He trips the shutter and just to be sure trips it twenty more times as his dutiful assistants skillfully switch the film holders in and out.  The shoot had to be interrupted once, while one of his assistants shot a pesky bear cub that kept edging into the shot. But right on schedule, ten minutes later, Ansel is back in the Hummer heading for the helicopter to take him to the airport. He has a gallery opening to attend later tonight.

Day 45. Executive meeting New York. Editor, photoeditor art director,
2 writers, Ansel Liebowitz and his assistant, 1 intern. Ansel, freshly tanned, back from the Bahamas, looks over the pictures which have been photoshopped and printed. They naturally, are admired all around. Ansel - another perfect shoot.

Day 90. The magazine hits the newstands to rave reviews and Ansel has done it again.

Another book is in the works. Just in time for Christmas.


Michael
Title: Annie Leibowitz
Post by: Yoram from Berlin on January 24, 2009, 05:54:21 pm
Business is business, and if a person uses a camera to make a living, he or she is by definition a photographer.

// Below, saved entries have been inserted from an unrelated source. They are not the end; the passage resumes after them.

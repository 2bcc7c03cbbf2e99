use serde_json::Value;
use std::collections::BTreeSet;
use tracing::warn;

use crate::error::Result;
use crate::pipeline::mapping::{lookup, project, target_fields, FieldMapping};
use crate::pipeline::{Accepted, Stage};
use crate::types::Record;

/// One output record per input record, built from a mapping table.
pub struct ProjectionStage {
    entity: &'static str,
    mappings: &'static [FieldMapping],
}

impl ProjectionStage {
    pub fn new(entity: &'static str, mappings: &'static [FieldMapping]) -> Self {
        Self { entity, mappings }
    }
}

impl Stage for ProjectionStage {
    fn entity(&self) -> &str {
        self.entity
    }

    fn fields(&self) -> Vec<String> {
        target_fields(self.mappings)
    }

    fn accept(&mut self, record: Record) -> Result<Accepted> {
        Ok(Accepted::Emit(project(&record, self.mappings)?))
    }
}

/// Collects the distinct string values found at `key_path` and emits each once
/// as `{target: value}` when input ends, sorted by value.
pub struct DistinctStage {
    entity: &'static str,
    key_path: &'static str,
    target: &'static str,
    seen: BTreeSet<String>,
}

impl DistinctStage {
    pub fn new(entity: &'static str, key_path: &'static str, target: &'static str) -> Self {
        Self {
            entity,
            key_path,
            target,
            seen: BTreeSet::new(),
        }
    }
}

impl Stage for DistinctStage {
    fn entity(&self) -> &str {
        self.entity
    }

    fn fields(&self) -> Vec<String> {
        vec![self.target.to_string()]
    }

    fn accept(&mut self, record: Record) -> Result<Accepted> {
        match lookup(&record, self.key_path) {
            Some(Value::String(value)) => {
                self.seen.insert(value.clone());
                Ok(Accepted::Buffered)
            }
            other => {
                warn!(
                    entity = self.entity,
                    key = self.key_path,
                    found = ?other,
                    "record has no usable key; skipping"
                );
                Ok(Accepted::Skipped)
            }
        }
    }

    fn finish(&mut self) -> Result<Vec<Record>> {
        let target = self.target;
        Ok(std::mem::take(&mut self.seen)
            .into_iter()
            .map(|value| {
                let mut record = Record::new();
                record.insert(target.to_string(), Value::String(value));
                record
            })
            .collect())
    }
}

...but that wasn't the point of my post. Just to reiterate, I was impressed by the Non-Corporate work. I'm not that into the big-budget production stuff, largely because there's little I can learn from it. I don't shoot that way, and probably never will. But her other work is very good, and that gets little attention... unless you seek it out, or see it in the books/films I referenced.

Title: Annie Leibowitz
Post by: JDClements on January 24, 2009, 09:03:32 pm
Quote from: Kirk Gittings
...it won't make you a great or even a good photographer without some innate talent.
Innate talent? So, that would be something encoded in your DNA? Could be, I suppose, if we're talking about pattern-recognition. More likely what would appear to be "innate talent" in photography is a result of years of looking at other pictures. Followed by lots of practice, and looking at lots more pictures.
Title: Annie Leibowitz
Post by: Joe Behar on January 24, 2009, 09:19:18 pm
Quote from: JDClements
Innate talent? So, that would be something encoded in your DNA? Could be, I suppose, if we're talking about pattern-recognition. More likely what would appear to be "innate talent" in photography is a result of years of looking at other pictures. Followed by lots of practice, and looking at lots more pictures.

You all may be interested in picking up and reading Malcolm Gladwell's latest book "Outliers" In particular the chapter that deals with what he calls the 10,000 hour rule.
Title: Annie Leibowitz
Post by: Rob C on January 25, 2009, 06:17:28 am
Quote from: JDClements
Innate talent? So, that would be something encoded in your DNA? Could be, I suppose, if we're talking about pattern-recognition. More likely what would appear to be "innate talent" in photography is a result of years of looking at other pictures. Followed by lots of practice, and looking at lots more pictures.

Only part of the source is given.